3. Die Einrichtung eines Aufsichtsrats durch Gesellschafterbeschluss auf der Grundlage einer in der Satzung enthaltenen Öffnungsklausel ist unwirksam, weil es sich dabei um eine Satzungsänderung handelt, die nur durch notarielle Beurkundung (§ 53 Abs. 2 GmbHG) und Eintragung im Handelsregister wirksam werden kann (§ 54 Abs. 3 GmbHG). Der Senat hält insoweit an seinen Ausführungen im Urteil vom 23.07.2015 - 23 U 18/15 (GmbHR 2016, 29) fest, auf das im Übrigen verwiesen wird.

 

Verfahrensgang

LG Berlin (Aktenzeichen 104 O 93/14)

 

Nachgehend

BGH (Urteil vom 02.07.2019; Aktenzeichen II ZR 406/17)

 

Tenor

I. Die Nebeninterventionen der Streithelfer zu 2) bis 6) werden für unzulässig erklärt.

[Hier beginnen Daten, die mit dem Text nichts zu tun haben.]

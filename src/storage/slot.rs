//! Slot backends
//!
//! A slot is a named value overwritten as a whole, the same contract as a
//! browser's local storage entry.

use std::collections::HashMap;
use std::fs;
use std::io::ErrorKind;
use std::path::{Path, PathBuf};
use std::sync::Arc;

use parking_lot::Mutex;

use crate::error::Result;

/// Named, wholesale-overwritten byte slots
pub trait SlotBackend: Send + Sync {
    /// Read a slot; `None` if it was never written
    fn read(&self, slot: &str) -> Result<Option<Vec<u8>>>;

    /// Replace a slot's content
    fn write(&self, slot: &str, bytes: &[u8]) -> Result<()>;

    /// Remove a slot; returns whether it existed
    fn remove(&self, slot: &str) -> Result<bool>;
}

/// One `{slot}.json` file per slot inside a data directory
#[derive(Debug, Clone)]
pub struct FileSlot {
    data_dir: PathBuf,
}

impl FileSlot {
    /// Open or create the data directory
    pub fn open(data_dir: &Path) -> Result<Self> {
        fs::create_dir_all(data_dir)?;
        Ok(Self {
            data_dir: data_dir.to_path_buf(),
        })
    }

    /// File path backing `slot`
    pub fn slot_path(&self, slot: &str) -> PathBuf {
        self.data_dir.join(format!("{}.json", slot))
    }

    pub fn data_dir(&self) -> &Path {
        &self.data_dir
    }
}

impl SlotBackend for FileSlot {
    fn read(&self, slot: &str) -> Result<Option<Vec<u8>>> {
        match fs::read(self.slot_path(slot)) {
            Ok(bytes) => Ok(Some(bytes)),
            Err(e) if e.kind() == ErrorKind::NotFound => Ok(None),
            Err(e) => Err(e.into()),
        }
    }

    fn write(&self, slot: &str, bytes: &[u8]) -> Result<()> {
        fs::write(self.slot_path(slot), bytes)?;
        Ok(())
    }

    fn remove(&self, slot: &str) -> Result<bool> {
        match fs::remove_file(self.slot_path(slot)) {
            Ok(()) => Ok(true),
            Err(e) if e.kind() == ErrorKind::NotFound => Ok(false),
            Err(e) => Err(e.into()),
        }
    }
}

/// In-process slots; clones share the same contents
#[derive(Debug, Clone, Default)]
pub struct MemorySlot {
    slots: Arc<Mutex<HashMap<String, Vec<u8>>>>,
}

impl MemorySlot {
    pub fn new() -> Self {
        Self::default()
    }

    /// Pre-populate a slot (e.g. with data written elsewhere)
    pub fn with_slot(self, slot: &str, bytes: impl Into<Vec<u8>>) -> Self {
        self.slots.lock().insert(slot.to_string(), bytes.into());
        self
    }

    /// Current raw content of a slot
    pub fn raw(&self, slot: &str) -> Option<Vec<u8>> {
        self.slots.lock().get(slot).cloned()
    }
}

impl SlotBackend for MemorySlot {
    fn read(&self, slot: &str) -> Result<Option<Vec<u8>>> {
        Ok(self.raw(slot))
    }

    fn write(&self, slot: &str, bytes: &[u8]) -> Result<()> {
        self.slots.lock().insert(slot.to_string(), bytes.to_vec());
        Ok(())
    }

    fn remove(&self, slot: &str) -> Result<bool> {
        Ok(self.slots.lock().remove(slot).is_some())
    }
}
//! Storage Module
//!
//! Durable key-value slots holding the whole roster as one JSON document.
//!
//! ## Responsibilities
//! - Load the roster on startup (absent slot → empty roster)
//! - Overwrite the slot wholesale on every save
//! - Detect malformed content and apply the configured `LoadPolicy`
//!
//! ## Slot Format
//! ```text
//! {data_dir}/{slot}.json
//! [
//!   {
//!     "id": 1,
//!     "name": "Budi",
//!     "email": "budi@email.com",
//!     "age": 25,
//!     "status": "Active"
//!   }
//! ]
//! ```
//!
//! No transactions: a failure between a mutation and its save leaves the
//! slot at the last saved state.

mod slot;
mod store;

pub use slot::{FileSlot, MemorySlot, SlotBackend};
pub use store::Store;
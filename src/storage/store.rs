//! Store
//!
//! Loads and saves the roster through a slot backend.

use crate::config::{Config, LoadPolicy};
use crate::error::{Result, RosterError};
use crate::member::Member;
use crate::roster::Roster;

use super::{FileSlot, SlotBackend};

/// Owns the durable copy of the roster
pub struct Store {
    /// Where slot bytes live
    backend: Box<dyn SlotBackend>,

    /// Slot holding the roster
    slot: String,
}

impl Store {
    /// Open the file-backed store described by `config`
    pub fn open(config: &Config) -> Result<Self> {
        config.validate()?;
        let backend = FileSlot::open(&config.data_dir)?;
        Ok(Self::with_backend(Box::new(backend), config.slot.trim()))
    }

    /// Use an explicit backend
    pub fn with_backend(backend: Box<dyn SlotBackend>, slot: impl Into<String>) -> Self {
        Self {
            backend,
            slot: slot.into(),
        }
    }

    pub fn slot(&self) -> &str {
        &self.slot
    }

    /// Read the persisted collection
    ///
    /// Returns:
    /// - `Ok(vec![])` — slot absent, empty, or JSON `null`
    /// - `Ok(members)` — well-formed array with unique ids
    /// - `Err(Parse)` — anything else
    pub fn load(&self) -> Result<Vec<Member>> {
        let bytes = match self.backend.read(&self.slot)? {
            Some(bytes) => bytes,
            None => {
                tracing::debug!(slot = %self.slot, "Slot absent, starting empty");
                return Ok(Vec::new());
            }
        };

        let members = Self::decode(&bytes)?;
        // Duplicate ids are as corrupt as bad JSON
        let roster = Roster::from_members(members)?;

        tracing::debug!(slot = %self.slot, count = roster.len(), "Loaded roster");
        Ok(roster.into_members())
    }

    /// Load and apply the configured policy for malformed content
    pub fn load_roster(&self, policy: LoadPolicy) -> Result<Roster> {
        match self.load() {
            Ok(members) => Roster::from_members(members),
            Err(RosterError::Parse(reason)) if policy == LoadPolicy::FallbackEmpty => {
                tracing::warn!(
                    slot = %self.slot,
                    %reason,
                    "Slot content is malformed, starting with an empty roster"
                );
                Ok(Roster::new())
            }
            Err(e) => Err(e),
        }
    }

    /// Serialize and overwrite the slot with the full collection
    pub fn save(&self, members: &[Member]) -> Result<()> {
        let bytes = Self::encode(members)?;
        self.backend.write(&self.slot, &bytes)?;
        tracing::debug!(slot = %self.slot, count = members.len(), bytes = bytes.len(), "Saved roster");
        Ok(())
    }

    /// Remove the slot entirely
    pub fn clear(&self) -> Result<bool> {
        let existed = self.backend.remove(&self.slot)?;
        tracing::info!(slot = %self.slot, existed, "Cleared roster slot");
        Ok(existed)
    }

    // =========================================================================
    // Encoding
    // =========================================================================

    /// Deterministic encoding: pretty JSON in insertion order, trailing newline
    pub fn encode(members: &[Member]) -> Result<Vec<u8>> {
        let mut bytes = serde_json::to_vec_pretty(members)
            .map_err(|e| RosterError::Serialization(e.to_string()))?;
        bytes.push(b'\n');
        Ok(bytes)
    }

    /// Decode slot bytes; blank content counts as absent
    pub fn decode(bytes: &[u8]) -> Result<Vec<Member>> {
        if bytes.iter().all(u8::is_ascii_whitespace) {
            return Ok(Vec::new());
        }

        let members: Option<Vec<Member>> = serde_json::from_slice(bytes)
            .map_err(|e| RosterError::Parse(format!("roster slot: {}", e)))?;

        Ok(members.unwrap_or_default())
    }
}
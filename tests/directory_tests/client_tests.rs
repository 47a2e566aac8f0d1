//! Tests for the directory client
//!
//! These tests verify:
//! - Listing decoding and field mapping
//! - One GET against a loopback endpoint, with User-Agent
//! - Non-success statuses and transport failures map to Network
//! - Undecodable bodies map to Parse

use std::io::{BufRead, BufReader, Write};
use std::net::TcpListener;
use std::sync::mpsc;
use std::thread;

use roster::config::Config;
use roster::directory::{parse_listing, DirectoryClient, DirectoryEntry};
use roster::RosterError;

// =============================================================================
// Helper Functions
// =============================================================================

const LISTING: &str = r#"[
  {"login":"mojombo","id":1,"html_url":"https://github.com/mojombo","type":"User","site_admin":false},
  {"login":"github","id":9919,"html_url":"https://github.com/github","type":"Organization","site_admin":false}
]"#;

/// Serve exactly one HTTP response; returns the base URL and the raw request
fn serve_once(status_line: &'static str, body: &'static str) -> (String, mpsc::Receiver<String>) {
    let listener = TcpListener::bind("127.0.0.1:0").unwrap();
    let url = format!("http://{}/users", listener.local_addr().unwrap());
    let (tx, rx) = mpsc::channel();

    thread::spawn(move || {
        let (stream, _) = listener.accept().unwrap();
        let mut reader = BufReader::new(stream.try_clone().unwrap());

        let mut request = String::new();
        loop {
            let mut line = String::new();
            if reader.read_line(&mut line).unwrap() == 0 || line == "\r\n" {
                break;
            }
            request.push_str(&line);
        }

        let mut stream = stream;
        write!(
            stream,
            "HTTP/1.1 {}\r\nContent-Type: application/json\r\nContent-Length: {}\r\nConnection: close\r\n\r\n{}",
            status_line,
            body.len(),
            body
        )
        .unwrap();
        stream.flush().unwrap();
        tx.send(request).unwrap();
    });

    (url, rx)
}

fn client_for(url: &str) -> DirectoryClient {
    let config = Config::builder()
        .directory_url(url)
        .directory_timeout_ms(5_000)
        .user_agent("roster-tests")
        .use_system_proxy(false)
        .build();
    DirectoryClient::new(&config).unwrap()
}

// =============================================================================
// Decoding Tests
// =============================================================================

#[test]
fn test_parse_listing_maps_fields_in_order() {
    let entries = parse_listing(LISTING.as_bytes()).unwrap();

    assert_eq!(
        entries,
        vec![
            DirectoryEntry {
                handle: "mojombo".to_string(),
                profile_url: "https://github.com/mojombo".to_string(),
                account_type: "User".to_string(),
            },
            DirectoryEntry {
                handle: "github".to_string(),
                profile_url: "https://github.com/github".to_string(),
                account_type: "Organization".to_string(),
            },
        ]
    );
}

#[test]
fn test_parse_listing_empty_array() {
    assert!(parse_listing(b"[]").unwrap().is_empty());
}

#[test]
fn test_parse_listing_rejects_wrong_shape() {
    let bodies: [&[u8]; 3] = [b"{\"message\":\"rate limited\"}", b"[{\"login\":\"x\"}]", b"<html>"];
    for body in bodies {
        assert!(matches!(parse_listing(body), Err(RosterError::Parse(_))));
    }
}

// =============================================================================
// HTTP Tests
// =============================================================================

#[test]
fn test_fetch_success() {
    let (url, request) = serve_once("200 OK", LISTING);
    let client = client_for(&url);

    let entries = client.fetch().unwrap();

    assert_eq!(entries.len(), 2);
    assert_eq!(entries[0].handle, "mojombo");
    assert_eq!(entries[1].account_type, "Organization");

    let request = request.recv().unwrap().to_ascii_lowercase();
    assert!(request.starts_with("get /users http/1.1"));
    assert!(request.contains("user-agent: roster-tests"));
}

#[test]
fn test_fetch_non_success_status_is_network_error() {
    let (url, _request) = serve_once("403 Forbidden", r#"{"message":"API rate limit exceeded"}"#);

    let err = client_for(&url).fetch().unwrap_err();

    match err {
        RosterError::Network(message) => assert!(message.contains("403")),
        other => panic!("expected network error, got {:?}", other),
    }
}

#[test]
fn test_fetch_bad_body_is_parse_error() {
    let (url, _request) = serve_once("200 OK", "not json");
    assert!(matches!(client_for(&url).fetch(), Err(RosterError::Parse(_))));
}

#[test]
fn test_fetch_connection_refused_is_network_error() {
    let url = {
        let listener = TcpListener::bind("127.0.0.1:0").unwrap();
        format!("http://{}/users", listener.local_addr().unwrap())
    };

    let err = client_for(&url).fetch().unwrap_err();

    assert!(matches!(err, RosterError::Network(_)));
    assert!(err.is_recoverable());
}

Die Streithelfer zu 2) bis 6) haben die Kosten des Zwischenstreits und ihrer Streithilfe zu tragen.

II. Die Berufung der Beklagten gegen das am 25.06.2015 verkündete Urteil der Kammer für Handelssachen 104 des Landgerichts Berlin wird zurückgewiesen.

Das Urteil des Landgerichts ist ohne Sicherheitsleistung vorläufig vollstreckbar.

Die Beklagte hat die Kosten des Berufungsverfahrens zu tragen.

Das Urteil ist vorläufig vollstreckbar.

Der Beklagten wird nachgelassen, die Zwangsvollstreckung durch Sicherheitsleistung oder Hinterlegung in Höhe von 110 % des nach dem Urteil jeweils insgesamt vollstreckbaren Betrages abzuwenden, sofern nicht der Kläger vor der Vollstreckung Sicherheit in Höhe von 110 % des jeweils beizutreibenden Betrages leistet.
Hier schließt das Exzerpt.